Masyarakat, baik nomadik maupun yang menetap, hidup dalam budaya kesukuan. Organisasi dan identitas sosial berakar pada keanggotaan dalam suatu rentang komunitas yang luas. Kelompok beberapa keluarga membentuk kabilah (clan). Beberapa kelompok kabilah membentuk suku (trible) dan dipimpin olehShaikh.[9] Keeratan hubungan kesukuan, kesetiaan atau solidaritas kelompok menjadi sumber kekuatan bagi suatu kabilah atau suku. Maka tidak heran, jika peperangan antar suku menjadi ciri khas masyarakat ini. Rendahnya harga wanita seakan-akan menjadi akibat dari keadaan masyarakat yang suka berperang tersebut.

Akibat tradisi peperangan ini, kebudayaan mereka tidak berkembang. Karena itu, bahan-bahan sejarah Arab pra Islam langka didapatkan di dunia Arab dan dalam bahasa Arab. Ahmad Shalabi menyebutkan, sejarah mereka hanya dapat diketahui dari masa kira-kira 150 tahun menjelang lahirnya agama Islam.[10]Pengetahuan itu diperoleh melalui syair-syair yang beredar di kalangan para pe-ra>wi> syair. Dengan begitulah sejarah dan sifat masyarakat Arab dapat diketahui, yang antara lain bersemangat tinggi dalam mencari nafkah, sabar menghadapi kekerasan alam, dan juga dikenal sebagai masyarakat yang cinta kebebasan.

Dengan kondisi alami yang seperti tidak pernah berubah itu, masyarakat badui pada dasarnya tetap berada dalam fitrahnya. Kemurniannya terjaga, jauh lebih murni dari bangsa-bangsa lain. Dasar-dasar kehidupan mereka mungkin dapat disejajarkan dengan bangsa-bangsa yang masih berada dalam taraf permulaan perkembangan budaya. Bedanya dengan bangsa lain, hampir seluruh penduduk badui adalah penyair.[11]

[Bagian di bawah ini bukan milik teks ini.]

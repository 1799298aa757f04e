//! The registry of served lists.
//!
//! Built from configuration at startup and rebuilt on a periodic background
//! cycle; readers always see a complete registry via a single atomic swap in
//! [`crate::state::AppState`].

use crate::error::ApiResult;
use crate::list::List;
use bouncer_core::version::{match_versioned_list, versioned_name};
use bouncer_core::AppConfig;
use bytes::Bytes;
use std::collections::{BTreeMap, BTreeSet};
use std::sync::Arc;
use std::time::Duration;
use tracing::warn;

/// Matching full hashes grouped list → chunk number → hashes.
pub type PrefixMatches = BTreeMap<String, BTreeMap<u32, Vec<Bytes>>>;

/// All lists this server currently serves, keyed by served name
/// (version-qualified variants included).
#[derive(Debug)]
pub struct Registry {
    interval_secs: u32,
    oldest_supported: Option<String>,
    serving: BTreeMap<String, Arc<List>>,
    /// Base name → supported version tags, for versioned resolution.
    versions: BTreeMap<String, BTreeSet<String>>,
    /// Sorted base names, what `/list` reports.
    base_names: Vec<String>,
}

impl Registry {
    /// Build a registry from configuration. Construction does no I/O; chunk
    /// data loads lazily on first use (or eagerly via [`Registry::warm`]).
    pub fn build(config: &AppConfig) -> ApiResult<Self> {
        config.validate()?;

        let default_interval =
            Duration::from_secs(config.protocol.refresh_check_interval_secs);
        let oldest_supported = config.protocol.oldest_supported_version.clone();

        let mut serving = BTreeMap::new();
        let mut versions: BTreeMap<String, BTreeSet<String>> = BTreeMap::new();
        let mut base_names = Vec::with_capacity(config.lists.len());

        for list_config in &config.lists {
            let base = &list_config.name;
            base_names.push(base.clone());
            serving.insert(
                base.clone(),
                Arc::new(List::new(
                    base.clone(),
                    &list_config.source,
                    list_config,
                    default_interval,
                )?),
            );

            if list_config.versions.is_empty() {
                continue;
            }

            let mut tags = BTreeSet::new();
            for tag in &list_config.versions {
                if !tag.starts_with(|c: char| c.is_ascii_digit()) {
                    warn!(list = %base, tag = %tag, "skipping malformed version tag");
                    continue;
                }
                tags.insert(tag.clone());
            }

            // The legacy floor is a pinned variant too, even when it is not
            // one of the advertised tags.
            let mut pinned = tags.clone();
            if let Some(floor) = &oldest_supported {
                pinned.insert(floor.clone());
            }

            for tag in &pinned {
                // validated: versioned lists always carry a template
                let Some(source) = list_config.source_for_version(tag) else {
                    continue;
                };
                serving.insert(
                    versioned_name(tag, base),
                    Arc::new(List::new(
                        versioned_name(tag, base),
                        &source,
                        list_config,
                        default_interval,
                    )?),
                );
            }
            versions.insert(base.clone(), tags);
        }

        base_names.sort_unstable();

        Ok(Self {
            interval_secs: config.protocol.default_interval_secs,
            oldest_supported,
            serving,
            versions,
            base_names,
        })
    }

    /// Poll-back interval advertised to clients.
    pub fn interval_secs(&self) -> u32 {
        self.interval_secs
    }

    /// Sorted base list names.
    pub fn base_names(&self) -> &[String] {
        &self.base_names
    }

    /// Resolve a claimed list name (applying version matching for lists with
    /// pinned variants) to the list instance that should serve it.
    pub fn resolve(&self, name: &str, client_version: Option<&str>) -> Option<Arc<List>> {
        let tags = match self.versions.get(name) {
            Some(tags) => tags,
            None => return self.serving.get(name).cloned(),
        };
        let (resolved, _) = match_versioned_list(
            client_version,
            tags,
            name,
            self.oldest_supported.as_deref(),
        );
        self.serving
            .get(&resolved)
            .or_else(|| self.serving.get(name))
            .cloned()
    }

    /// Look the prefixes up across every base list. Version-qualified
    /// variants are skipped: gethash responses must carry names the client
    /// subscribed to. Prefixes that match nothing are silently ignored.
    pub fn lookup_prefixes(&self, prefixes: &BTreeSet<Bytes>) -> PrefixMatches {
        let mut found: PrefixMatches = BTreeMap::new();
        for name in &self.base_names {
            let Some(list) = self.serving.get(name) else {
                continue;
            };
            for prefix in prefixes {
                for (chunk_number, hashes) in list.find_prefix(prefix) {
                    found
                        .entry(name.clone())
                        .or_default()
                        .entry(chunk_number)
                        .or_default()
                        .extend(hashes);
                }
            }
        }
        found
    }

    /// Eagerly refresh every served list, tolerating per-list failures so one
    /// broken origin never takes down the rest of the registry.
    pub async fn warm(&self) {
        for (name, list) in &self.serving {
            if let Err(err) = list.refresh().await {
                warn!(list = %name, error = %err, "initial load failed, serving empty list");
            }
        }
    }
}
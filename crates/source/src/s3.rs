//! Shared S3 client for S3-backed origins.

use crate::error::{SourceError, SourceResult};
use aws_config::BehaviorVersion;
use aws_sdk_s3::Client;
use bytes::Bytes;
use tokio::sync::OnceCell;

/// A lazily initialized S3 client.
///
/// Construction is deferred to the first origin fetch so that building a
/// source (and therefore the registry) never blocks on the AWS credential
/// chain. Credentials, region, and endpoint come from the ambient AWS
/// environment.
#[derive(Debug, Default)]
pub struct S3Handle {
    client: OnceCell<Client>,
}

impl S3Handle {
    pub fn new() -> Self {
        Self::default()
    }

    async fn client(&self) -> &Client {
        self.client
            .get_or_init(|| async {
                let config = aws_config::load_defaults(BehaviorVersion::latest()).await;
                Client::new(&config)
            })
            .await
    }

    /// The object's current ETag. A missing bucket or key is the no-data
    /// condition, not an error.
    pub async fn etag(&self, bucket: &str, key: &str) -> SourceResult<String> {
        let output = self
            .client()
            .await
            .head_object()
            .bucket(bucket)
            .key(key)
            .send()
            .await
            .map_err(|e| map_sdk_error(e, bucket, key))?;
        output
            .e_tag()
            .map(str::to_string)
            .ok_or_else(|| SourceError::S3(format!("no ETag on s3://{bucket}/{key}").into()))
    }

    /// Fetch an object's full content.
    pub async fn get(&self, bucket: &str, key: &str) -> SourceResult<Bytes> {
        let output = self
            .client()
            .await
            .get_object()
            .bucket(bucket)
            .key(key)
            .send()
            .await
            .map_err(|e| map_sdk_error(e, bucket, key))?;
        let data = output
            .body
            .collect()
            .await
            .map_err(|e| SourceError::S3(Box::new(e)))?;
        Ok(data.into_bytes())
    }
}

fn map_sdk_error<E>(err: aws_sdk_s3::error::SdkError<E>, bucket: &str, key: &str) -> SourceError
where
    E: std::error::Error + Send + Sync + 'static,
{
    if let aws_sdk_s3::error::SdkError::ServiceError(ref service_err) = err {
        if service_err.raw().status().as_u16() == 404 {
            return SourceError::NoData(format!("s3://{bucket}/{key}"));
        }
    }
    SourceError::S3(Box::new(err))
}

Lain halnya dengan penduduk kota yang memiliki kemajuan peradaban, sejarah mereka dapat diketahui lebih jelas. Mereka selalu mengalami perubahan seiring dengan perubahan situasi dan kondisi yang melingkupinya. Mereka telah mampu berkarya seperti membuat alat-alat dari besi, bahkan sampai mendirikan kerajaan-kerajaan. Sampai pada lahirnya Nabi Muh}ammad, daerah-daerah tersebut masih merupakan kota-kota perniagaan, sebagaimana diketahui bahwa daerah tersebut merupakan jalur perdagangan antara Eropa dan Asia. Sebagaimana masyarakat badui, penduduk daerah ini juga mahir bersyair. Biasanya, syair-syair dibacakan di pasar-pasar, semacam pagelaran pembacaan syair, seperti yang terjadi di pasar ukaz. Bahasa mereka kaya dengan ungkapan, tata bahasa dan kiasan.[12]

D.  Kondisi Perekonomian

Perdagangan merupakan unsur penting dalam perekonomian masyarakat Arab pra Islam. Mereka telah lama mengenal perdagangan bukan saja dengan orang Arab, tetapi juga dengan non-Arab. Kemajuan perdagangan bangsa Arab pra Islam dimungkinkan antara lain karena pertanian yang telah maju. Kemajuan ini ditandai dengan adanya kegiatan ekspor-impor yang mereka lakukan. Para pedagang Arab selatan dan Yaman pada 200 tahun menjelang Islam lahir telah mengadakan transaksi dengan Hindia, Afrika, dan Persia. Komoditas ekspor Arab selatan dan Yaman adalah dupa, kemenyan, kayu gaharu, minyak wangi, kulit binatang, buah kismis, dan anggur. Sedangkan yang mereka impor dari Afrika adalah kayu, logam, budak; dari Hindia adalah gading, sutra, pakaian dan pedang; dari Persia adalah intan.[13] Data ini menunjukkan bahwa perdagangan merupakan urat nadi perekonomian yang sangat penting sehingga kebijakan politik yang dilakukan memang dalam rangka mengamankan jalur perdagangan ini.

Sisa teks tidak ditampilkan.